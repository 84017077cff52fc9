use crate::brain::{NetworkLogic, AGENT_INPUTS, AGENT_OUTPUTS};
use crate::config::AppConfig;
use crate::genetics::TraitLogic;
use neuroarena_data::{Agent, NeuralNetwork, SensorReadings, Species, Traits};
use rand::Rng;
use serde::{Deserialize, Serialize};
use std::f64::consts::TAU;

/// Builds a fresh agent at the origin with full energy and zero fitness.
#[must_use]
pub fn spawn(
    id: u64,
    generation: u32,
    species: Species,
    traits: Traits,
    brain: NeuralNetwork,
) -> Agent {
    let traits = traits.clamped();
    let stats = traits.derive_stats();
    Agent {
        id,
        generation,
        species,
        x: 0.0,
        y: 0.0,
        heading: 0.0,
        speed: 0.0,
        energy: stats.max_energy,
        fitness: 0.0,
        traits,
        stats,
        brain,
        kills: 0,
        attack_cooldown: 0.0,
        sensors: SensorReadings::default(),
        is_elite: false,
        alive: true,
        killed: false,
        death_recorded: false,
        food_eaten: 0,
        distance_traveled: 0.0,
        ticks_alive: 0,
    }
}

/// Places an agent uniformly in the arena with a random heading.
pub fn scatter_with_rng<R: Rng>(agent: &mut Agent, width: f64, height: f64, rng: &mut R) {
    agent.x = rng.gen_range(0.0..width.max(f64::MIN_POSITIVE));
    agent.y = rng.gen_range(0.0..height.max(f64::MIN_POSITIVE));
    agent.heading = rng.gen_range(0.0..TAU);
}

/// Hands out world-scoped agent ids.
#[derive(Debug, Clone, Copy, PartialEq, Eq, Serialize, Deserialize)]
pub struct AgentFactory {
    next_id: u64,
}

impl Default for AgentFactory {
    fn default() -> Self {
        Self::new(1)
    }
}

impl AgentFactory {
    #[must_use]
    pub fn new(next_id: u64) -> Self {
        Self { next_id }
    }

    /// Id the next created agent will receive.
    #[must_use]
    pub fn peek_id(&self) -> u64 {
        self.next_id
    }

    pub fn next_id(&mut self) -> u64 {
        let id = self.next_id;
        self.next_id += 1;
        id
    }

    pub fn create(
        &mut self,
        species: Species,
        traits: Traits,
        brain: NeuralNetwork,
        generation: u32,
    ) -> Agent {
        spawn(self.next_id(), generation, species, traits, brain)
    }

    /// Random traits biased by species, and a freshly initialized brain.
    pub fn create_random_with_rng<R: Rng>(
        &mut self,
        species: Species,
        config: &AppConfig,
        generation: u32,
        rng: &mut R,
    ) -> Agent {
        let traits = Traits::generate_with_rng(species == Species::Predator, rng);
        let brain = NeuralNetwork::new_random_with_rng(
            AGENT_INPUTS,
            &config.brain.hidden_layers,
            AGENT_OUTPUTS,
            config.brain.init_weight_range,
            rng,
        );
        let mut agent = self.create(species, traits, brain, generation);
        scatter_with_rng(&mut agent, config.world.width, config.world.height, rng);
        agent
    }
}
---
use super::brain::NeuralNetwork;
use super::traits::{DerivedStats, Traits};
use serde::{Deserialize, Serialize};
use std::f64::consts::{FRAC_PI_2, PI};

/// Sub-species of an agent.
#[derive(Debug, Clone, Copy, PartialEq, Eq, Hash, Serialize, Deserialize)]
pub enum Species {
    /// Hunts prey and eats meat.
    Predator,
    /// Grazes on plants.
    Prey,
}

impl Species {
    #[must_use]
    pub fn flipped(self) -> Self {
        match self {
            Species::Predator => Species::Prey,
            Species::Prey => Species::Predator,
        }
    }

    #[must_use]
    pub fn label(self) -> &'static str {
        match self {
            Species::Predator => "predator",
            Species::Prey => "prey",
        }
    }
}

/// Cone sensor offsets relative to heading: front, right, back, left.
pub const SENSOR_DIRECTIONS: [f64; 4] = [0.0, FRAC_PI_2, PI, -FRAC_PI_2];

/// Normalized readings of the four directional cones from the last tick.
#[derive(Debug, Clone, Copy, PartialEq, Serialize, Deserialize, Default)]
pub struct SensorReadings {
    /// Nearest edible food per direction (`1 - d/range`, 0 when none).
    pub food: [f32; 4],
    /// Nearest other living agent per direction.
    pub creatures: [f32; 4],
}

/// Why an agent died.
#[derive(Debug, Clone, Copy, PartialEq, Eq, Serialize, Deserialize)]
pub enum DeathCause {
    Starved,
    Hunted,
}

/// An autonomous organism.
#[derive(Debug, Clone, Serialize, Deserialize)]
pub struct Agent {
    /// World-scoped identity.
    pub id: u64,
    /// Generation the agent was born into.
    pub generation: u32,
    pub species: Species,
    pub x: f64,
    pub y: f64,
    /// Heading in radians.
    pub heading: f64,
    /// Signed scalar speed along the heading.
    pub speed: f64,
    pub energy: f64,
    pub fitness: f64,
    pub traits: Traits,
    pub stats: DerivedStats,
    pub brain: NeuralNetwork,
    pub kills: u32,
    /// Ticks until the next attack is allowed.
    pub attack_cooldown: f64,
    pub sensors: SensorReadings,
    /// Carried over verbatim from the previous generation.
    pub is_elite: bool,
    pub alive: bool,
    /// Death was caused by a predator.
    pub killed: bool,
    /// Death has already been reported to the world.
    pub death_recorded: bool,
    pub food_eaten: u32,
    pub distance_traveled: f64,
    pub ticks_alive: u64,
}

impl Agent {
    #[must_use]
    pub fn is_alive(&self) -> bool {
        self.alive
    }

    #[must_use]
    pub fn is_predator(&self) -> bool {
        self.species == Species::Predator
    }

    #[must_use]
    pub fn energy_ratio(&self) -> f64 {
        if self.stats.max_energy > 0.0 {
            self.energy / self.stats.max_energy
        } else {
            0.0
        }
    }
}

What you will do
Pull every line with the string "consts" from the data above.

Written answer
use std::f64::consts::TAU;
use std::f64::consts::{FRAC_PI_2, PI};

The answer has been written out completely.